▸ TASK DESCRIPTION
In the entries below, find the lines that contain the word "telemetry" and copy them.

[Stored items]
++++++++++++++++++++

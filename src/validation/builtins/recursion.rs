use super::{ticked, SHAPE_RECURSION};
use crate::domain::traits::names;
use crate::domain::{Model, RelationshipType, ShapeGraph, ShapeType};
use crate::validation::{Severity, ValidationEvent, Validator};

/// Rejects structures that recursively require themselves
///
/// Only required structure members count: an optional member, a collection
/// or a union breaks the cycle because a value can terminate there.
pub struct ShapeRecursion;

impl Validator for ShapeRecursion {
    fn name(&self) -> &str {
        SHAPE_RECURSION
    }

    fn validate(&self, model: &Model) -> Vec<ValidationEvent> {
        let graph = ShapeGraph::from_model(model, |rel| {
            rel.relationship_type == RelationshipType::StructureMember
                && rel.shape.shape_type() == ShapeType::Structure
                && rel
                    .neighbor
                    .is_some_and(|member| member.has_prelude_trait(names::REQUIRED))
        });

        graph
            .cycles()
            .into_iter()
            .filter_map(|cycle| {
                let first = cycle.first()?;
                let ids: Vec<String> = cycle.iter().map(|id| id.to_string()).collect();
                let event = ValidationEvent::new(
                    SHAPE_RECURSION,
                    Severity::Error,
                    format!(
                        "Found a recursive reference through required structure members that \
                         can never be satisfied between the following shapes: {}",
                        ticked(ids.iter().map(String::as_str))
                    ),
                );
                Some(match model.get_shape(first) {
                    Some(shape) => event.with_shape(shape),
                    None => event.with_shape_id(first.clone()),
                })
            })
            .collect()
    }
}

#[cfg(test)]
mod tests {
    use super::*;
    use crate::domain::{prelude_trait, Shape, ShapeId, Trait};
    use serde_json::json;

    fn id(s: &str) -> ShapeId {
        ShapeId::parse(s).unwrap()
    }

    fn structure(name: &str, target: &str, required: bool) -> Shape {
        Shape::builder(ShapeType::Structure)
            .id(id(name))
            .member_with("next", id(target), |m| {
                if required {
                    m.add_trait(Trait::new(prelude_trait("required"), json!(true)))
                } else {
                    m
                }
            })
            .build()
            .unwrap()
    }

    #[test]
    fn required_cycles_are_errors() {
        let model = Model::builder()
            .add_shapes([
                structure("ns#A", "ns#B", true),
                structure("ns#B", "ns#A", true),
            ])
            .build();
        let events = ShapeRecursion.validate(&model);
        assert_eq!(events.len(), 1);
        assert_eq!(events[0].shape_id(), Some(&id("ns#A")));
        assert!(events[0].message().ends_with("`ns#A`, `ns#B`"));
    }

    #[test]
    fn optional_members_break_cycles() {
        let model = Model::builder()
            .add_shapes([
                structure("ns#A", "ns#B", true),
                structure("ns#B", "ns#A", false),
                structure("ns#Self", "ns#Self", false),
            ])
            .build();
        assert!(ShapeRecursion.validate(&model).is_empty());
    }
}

++++++++++++++++++++

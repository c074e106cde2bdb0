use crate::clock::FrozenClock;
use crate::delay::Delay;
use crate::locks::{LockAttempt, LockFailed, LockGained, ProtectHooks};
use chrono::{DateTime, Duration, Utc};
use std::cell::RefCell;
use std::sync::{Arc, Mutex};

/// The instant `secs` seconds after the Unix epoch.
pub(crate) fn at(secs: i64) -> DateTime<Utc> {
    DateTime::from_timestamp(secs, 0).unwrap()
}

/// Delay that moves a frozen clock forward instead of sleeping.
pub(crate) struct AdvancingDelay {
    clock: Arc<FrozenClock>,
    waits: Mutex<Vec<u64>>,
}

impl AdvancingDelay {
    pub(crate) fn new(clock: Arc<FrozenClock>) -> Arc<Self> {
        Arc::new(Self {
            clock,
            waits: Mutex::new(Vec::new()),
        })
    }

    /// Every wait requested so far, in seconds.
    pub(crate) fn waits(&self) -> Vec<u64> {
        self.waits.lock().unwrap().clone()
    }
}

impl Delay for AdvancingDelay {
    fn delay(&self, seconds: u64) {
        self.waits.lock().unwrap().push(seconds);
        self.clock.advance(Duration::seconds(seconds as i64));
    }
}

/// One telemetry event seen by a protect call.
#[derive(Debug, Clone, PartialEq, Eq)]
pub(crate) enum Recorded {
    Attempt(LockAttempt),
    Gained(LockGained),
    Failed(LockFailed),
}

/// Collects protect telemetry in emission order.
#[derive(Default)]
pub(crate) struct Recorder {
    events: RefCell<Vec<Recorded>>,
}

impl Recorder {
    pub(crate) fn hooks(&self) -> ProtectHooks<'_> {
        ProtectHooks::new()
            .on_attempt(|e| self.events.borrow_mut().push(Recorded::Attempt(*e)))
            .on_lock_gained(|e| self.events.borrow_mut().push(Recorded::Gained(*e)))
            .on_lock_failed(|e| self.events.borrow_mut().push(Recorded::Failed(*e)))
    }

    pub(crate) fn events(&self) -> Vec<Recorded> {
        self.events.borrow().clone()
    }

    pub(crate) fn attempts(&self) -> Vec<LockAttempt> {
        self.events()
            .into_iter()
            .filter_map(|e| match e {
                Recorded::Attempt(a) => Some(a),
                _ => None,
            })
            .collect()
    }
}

++++++++++++++++++++

▸ EXERCISE RESPONSE
/// One telemetry event seen by a protect call.
/// Collects protect telemetry in emission order.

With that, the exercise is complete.